- [What needs to be done] Give the listing again in full, exactly as it appears.

* * * * * * * * *

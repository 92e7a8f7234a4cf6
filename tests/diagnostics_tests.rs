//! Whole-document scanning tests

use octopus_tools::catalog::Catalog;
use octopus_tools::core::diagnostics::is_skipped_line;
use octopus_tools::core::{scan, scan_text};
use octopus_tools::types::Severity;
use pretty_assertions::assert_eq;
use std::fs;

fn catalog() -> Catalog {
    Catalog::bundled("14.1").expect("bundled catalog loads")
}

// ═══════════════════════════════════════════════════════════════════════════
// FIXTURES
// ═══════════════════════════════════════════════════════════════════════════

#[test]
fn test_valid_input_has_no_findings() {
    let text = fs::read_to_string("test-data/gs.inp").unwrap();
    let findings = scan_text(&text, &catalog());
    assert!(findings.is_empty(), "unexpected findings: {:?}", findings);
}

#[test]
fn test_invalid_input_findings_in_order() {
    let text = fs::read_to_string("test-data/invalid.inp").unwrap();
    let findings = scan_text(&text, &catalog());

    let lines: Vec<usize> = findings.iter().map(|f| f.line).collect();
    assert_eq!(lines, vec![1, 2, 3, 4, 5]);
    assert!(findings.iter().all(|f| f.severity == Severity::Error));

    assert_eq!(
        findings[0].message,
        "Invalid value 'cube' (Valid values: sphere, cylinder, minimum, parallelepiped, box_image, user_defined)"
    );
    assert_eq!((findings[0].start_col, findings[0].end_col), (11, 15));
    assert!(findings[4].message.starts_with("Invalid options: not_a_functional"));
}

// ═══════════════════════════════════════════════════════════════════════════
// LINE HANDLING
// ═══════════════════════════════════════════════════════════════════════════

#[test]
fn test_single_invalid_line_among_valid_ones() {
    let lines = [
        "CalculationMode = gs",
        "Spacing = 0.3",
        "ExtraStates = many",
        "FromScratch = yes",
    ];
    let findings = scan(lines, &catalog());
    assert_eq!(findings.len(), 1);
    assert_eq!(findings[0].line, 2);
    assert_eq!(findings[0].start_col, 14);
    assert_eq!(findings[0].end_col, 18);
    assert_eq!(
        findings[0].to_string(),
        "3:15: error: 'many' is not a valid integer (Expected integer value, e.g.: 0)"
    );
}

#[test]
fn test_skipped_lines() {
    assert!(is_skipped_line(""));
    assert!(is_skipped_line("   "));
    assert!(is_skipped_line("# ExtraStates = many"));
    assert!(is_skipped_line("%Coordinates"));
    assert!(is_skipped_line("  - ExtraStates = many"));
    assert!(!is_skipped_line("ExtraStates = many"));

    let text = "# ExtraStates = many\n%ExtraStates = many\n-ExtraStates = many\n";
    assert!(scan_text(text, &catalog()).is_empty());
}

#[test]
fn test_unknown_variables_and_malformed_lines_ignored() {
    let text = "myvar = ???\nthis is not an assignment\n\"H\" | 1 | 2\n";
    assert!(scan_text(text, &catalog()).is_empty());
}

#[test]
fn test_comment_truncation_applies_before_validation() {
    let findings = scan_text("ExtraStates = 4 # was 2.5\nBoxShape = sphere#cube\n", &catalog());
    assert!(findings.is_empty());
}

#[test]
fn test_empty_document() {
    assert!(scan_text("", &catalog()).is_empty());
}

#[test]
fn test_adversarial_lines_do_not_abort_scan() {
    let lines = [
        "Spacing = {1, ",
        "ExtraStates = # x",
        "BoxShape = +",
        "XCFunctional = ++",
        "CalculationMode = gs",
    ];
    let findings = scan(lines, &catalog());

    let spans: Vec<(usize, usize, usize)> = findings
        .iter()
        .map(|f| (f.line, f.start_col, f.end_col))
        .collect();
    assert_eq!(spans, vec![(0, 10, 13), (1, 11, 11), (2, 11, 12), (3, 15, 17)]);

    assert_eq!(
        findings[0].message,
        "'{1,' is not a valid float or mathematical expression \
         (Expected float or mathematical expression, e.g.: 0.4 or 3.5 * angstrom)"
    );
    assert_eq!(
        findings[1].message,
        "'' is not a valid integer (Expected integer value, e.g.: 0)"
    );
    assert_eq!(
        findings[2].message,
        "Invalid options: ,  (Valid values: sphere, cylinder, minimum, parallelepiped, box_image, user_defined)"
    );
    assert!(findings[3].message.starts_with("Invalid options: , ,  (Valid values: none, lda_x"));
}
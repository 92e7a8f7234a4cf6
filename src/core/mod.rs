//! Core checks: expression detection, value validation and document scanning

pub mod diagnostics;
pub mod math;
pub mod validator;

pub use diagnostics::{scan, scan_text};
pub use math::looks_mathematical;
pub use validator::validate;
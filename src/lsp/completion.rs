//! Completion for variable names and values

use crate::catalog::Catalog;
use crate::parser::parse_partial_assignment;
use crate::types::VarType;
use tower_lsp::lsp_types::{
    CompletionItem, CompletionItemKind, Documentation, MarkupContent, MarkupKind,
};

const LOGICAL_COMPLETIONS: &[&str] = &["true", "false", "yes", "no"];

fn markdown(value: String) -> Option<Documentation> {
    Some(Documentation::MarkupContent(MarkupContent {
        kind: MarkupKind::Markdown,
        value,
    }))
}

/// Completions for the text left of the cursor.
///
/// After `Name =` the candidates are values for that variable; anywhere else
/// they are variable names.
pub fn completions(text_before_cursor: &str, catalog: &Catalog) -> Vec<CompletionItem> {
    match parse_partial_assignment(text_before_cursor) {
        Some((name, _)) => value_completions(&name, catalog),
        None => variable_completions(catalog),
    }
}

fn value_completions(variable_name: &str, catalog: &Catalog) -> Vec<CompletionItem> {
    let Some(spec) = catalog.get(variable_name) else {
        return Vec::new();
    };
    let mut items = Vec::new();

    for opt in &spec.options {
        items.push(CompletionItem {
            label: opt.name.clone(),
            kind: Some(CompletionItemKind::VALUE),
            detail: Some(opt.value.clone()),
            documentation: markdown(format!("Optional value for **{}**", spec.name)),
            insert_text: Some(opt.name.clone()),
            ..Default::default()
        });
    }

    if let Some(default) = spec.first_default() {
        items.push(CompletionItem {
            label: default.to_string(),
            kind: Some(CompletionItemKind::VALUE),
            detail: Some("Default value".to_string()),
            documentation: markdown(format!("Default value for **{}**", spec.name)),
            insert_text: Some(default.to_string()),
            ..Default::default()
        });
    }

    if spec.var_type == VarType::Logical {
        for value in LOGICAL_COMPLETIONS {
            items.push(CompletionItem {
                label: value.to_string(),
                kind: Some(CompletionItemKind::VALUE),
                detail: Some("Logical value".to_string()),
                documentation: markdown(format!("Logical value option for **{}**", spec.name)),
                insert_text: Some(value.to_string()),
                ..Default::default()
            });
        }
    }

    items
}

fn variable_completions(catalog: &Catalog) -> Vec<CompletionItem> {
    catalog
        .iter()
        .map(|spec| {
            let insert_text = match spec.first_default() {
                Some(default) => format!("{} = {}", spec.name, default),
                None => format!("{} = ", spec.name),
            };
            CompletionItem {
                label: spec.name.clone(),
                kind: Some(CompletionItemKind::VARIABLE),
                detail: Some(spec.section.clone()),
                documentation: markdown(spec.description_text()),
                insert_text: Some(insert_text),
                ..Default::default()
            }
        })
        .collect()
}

* * * * * * * * *

- [Written response]
repository 92e7a8f7234a4cf6
filename tests/diagnostics_tests.rs
//! Whole-document scanning tests

use octopus_tools::catalog::Catalog;
use octopus_tools::core::diagnostics::is_skipped_line;
use octopus_tools::core::{scan, scan_text};
use octopus_tools::types::Severity;
use pretty_assertions::assert_eq;
use std::fs;

fn catalog() -> Catalog {
    Catalog::bundled("14.1").expect("bundled catalog loads")
}

// ═══════════════════════════════════════════════════════════════════════════
// FIXTURES
// ═══════════════════════════════════════════════════════════════════════════

#[test]
fn test_valid_input_has_no_findings() {
    let text = fs::read_to_string("test-data/gs.inp").unwrap();
    let findings = scan_text(&text, &catalog());
    assert!(findings.is_empty(), "unexpected findings: {:?}", findings);
}

#[test]
fn test_invalid_input_findings_in_order() {
    let text = fs::read_to_string("test-data/invalid.inp").unwrap();
    let findings = scan_text(&text, &catalog());

    let lines: Vec<usize> = findings.iter().map(|f| f.line).collect();
    assert_eq!(lines, vec![1, 2, 3, 4, 5]);
    assert!(findings.iter().all(|f| f.severity == Severity::Error));

    assert_eq!(
        findings[0].message,
        "Invalid value 'cube' (Valid values: sphere, cylinder, minimum, parallelepiped, box_image, user_defined)"
    );
    assert_eq!((findings[0].start_col, findings[0].end_col), (11, 15));
    assert!(findings[4].message.starts_with("Invalid options: not_a_functional"));
}

// ═══════════════════════════════════════════════════════════════════════════
// LINE HANDLING
// ═══════════════════════════════════════════════════════════════════════════

#[test]
fn test_single_invalid_line_among_valid_ones() {
    let lines = [
        "CalculationMode = gs",
        "Spacing = 0.3",
        "ExtraStates = many",
        "FromScratch = yes",
    ];
    let findings = scan(lines, &catalog());
    assert_eq!(findings.len(), 1);
    assert_eq!(findings[0].line, 2);
    assert_eq!(findings[0].start_col, 14);
    assert_eq!(findings[0].end_col, 18);
    assert_eq!(
        findings[0].to_string(),
        "3:15: error: 'many' is not a valid integer (Expected integer value, e.g.: 0)"
    );
}

#[test]
fn test_skipped_lines() {
    assert!(is_skipped_line(""));
    assert!(is_skipped_line("   "));
    assert!(is_skipped_line("# ExtraStates = many"));
    assert!(is_skipped_line("%Coordinates"));
    assert!(is_skipped_line("  - ExtraStates = many"));
    assert!(!is_skipped_line("ExtraStates = many"));

    let text = "# ExtraStates = many\n%ExtraStates = many\n-ExtraStates = many\n";
    assert!(scan_text(text, &catalog()).is_empty());
}

#[test]
fn test_unknown_variables_and_malformed_lines_ignored() {
    let text = "myvar = ???\nthis is not an assignment\n\"H\" | 1 | 2\n";
    assert!(scan_text(text, &catalog()).is_empty());
}

#[test]
fn test_comment_truncation_applies_before_validation() {
    let findings = scan_text("ExtraStates = 4 # was 2.5\nBoxShape = sphere#cube\n", &catalog());
    assert!(findings.is_empty());
}

#[test]
fn test_empty_document() {
    assert!(scan_text("", &catalog()).is_empty());
}

#[test]
fn test_adversarial_lines_do_not_abort_scan() {
    let lines = [
        "Spacing = {1, ",
        "ExtraStates = # x",
        "BoxShape = +",
        "XCFunctional = ++",
        "CalculationMode = gs",
    ];
    let findings = scan(lines, &catalog());

    let spans: Vec<(usize, usize, usize)> = findings
        .iter()
        .map(|f| (f.line, f.start_col, f.end_col))
        .collect();
    assert_eq!(spans, vec![(0, 10, 13), (1, 11, 11), (2, 11, 12), (3, 15, 17)]);

    assert_eq!(
        findings[0].message,
        "'{1,' is not a valid float or mathematical expression \
         (Expected float or mathematical expression, e.g.: 0.4 or 3.5 * angstrom)"
    );
    assert_eq!(
        findings[1].message,
        "'' is not a valid integer (Expected integer value, e.g.: 0)"
    );
    assert_eq!(
        findings[2].message,
        "Invalid options: ,  (Valid values: sphere, cylinder, minimum, parallelepiped, box_image, user_defined)"
    );
    assert!(findings[3].message.starts_with("Invalid options: , ,  (Valid values: none, lda_x"));
}
repository 92e7a8f7234a4cf6
filename src/core/mod.rs
//! Core checks: expression detection, value validation and document scanning

pub mod diagnostics;
pub mod math;
pub mod validator;

pub use diagnostics::{scan, scan_text};
pub use math::looks_mathematical;
pub use validator::validate;
filename src/lsp/completion.rs
//! Completion for variable names and values

use crate::catalog::Catalog;
use crate::parser::parse_partial_assignment;
use crate::types::VarType;
use tower_lsp::lsp_types::{
    CompletionItem, CompletionItemKind, Documentation, MarkupContent, MarkupKind,
};

const LOGICAL_COMPLETIONS: &[&str] = &["true", "false", "yes", "no"];

fn markdown(value: String) -> Option<Documentation> {
    Some(Documentation::MarkupContent(MarkupContent {
        kind: MarkupKind::Markdown,
        value,
    }))
}

/// Completions for the text left of the cursor.
///
/// After `Name =` the candidates are values for that variable; anywhere else
/// they are variable names.
pub fn completions(text_before_cursor: &str, catalog: &Catalog) -> Vec<CompletionItem> {
    match parse_partial_assignment(text_before_cursor) {
        Some((name, _)) => value_completions(&name, catalog),
        None => variable_completions(catalog),
    }
}

fn value_completions(variable_name: &str, catalog: &Catalog) -> Vec<CompletionItem> {
    let Some(spec) = catalog.get(variable_name) else {
        return Vec::new();
    };
    let mut items = Vec::new();

    for opt in &spec.options {
        items.push(CompletionItem {
            label: opt.name.clone(),
            kind: Some(CompletionItemKind::VALUE),
            detail: Some(opt.value.clone()),
            documentation: markdown(format!("Optional value for **{}**", spec.name)),
            insert_text: Some(opt.name.clone()),
            ..Default::default()
        });
    }

    if let Some(default) = spec.first_default() {
        items.push(CompletionItem {
            label: default.to_string(),
            kind: Some(CompletionItemKind::VALUE),
            detail: Some("Default value".to_string()),
            documentation: markdown(format!("Default value for **{}**", spec.name)),
            insert_text: Some(default.to_string()),
            ..Default::default()
        });
    }

    if spec.var_type == VarType::Logical {
        for value in LOGICAL_COMPLETIONS {
            items.push(CompletionItem {
                label: value.to_string(),
                kind: Some(CompletionItemKind::VALUE),
                detail: Some("Logical value".to_string()),
                documentation: markdown(format!("Logical value option for **{}**", spec.name)),
                insert_text: Some(value.to_string()),
                ..Default::default()
            });
        }
    }

    items
}

fn variable_completions(catalog: &Catalog) -> Vec<CompletionItem> {
    catalog
        .iter()
        .map(|spec| {
            let insert_text = match spec.first_default() {
                Some(default) => format!("{} = {}", spec.name, default),
                None => format!("{} = ", spec.name),
            };
            CompletionItem {
                label: spec.name.clone(),
                kind: Some(CompletionItemKind::VARIABLE),
                detail: Some(spec.section.clone()),
                documentation: markdown(spec.description_text()),
                insert_text: Some(insert_text),
                ..Default::default()
            }
        })
        .collect()
}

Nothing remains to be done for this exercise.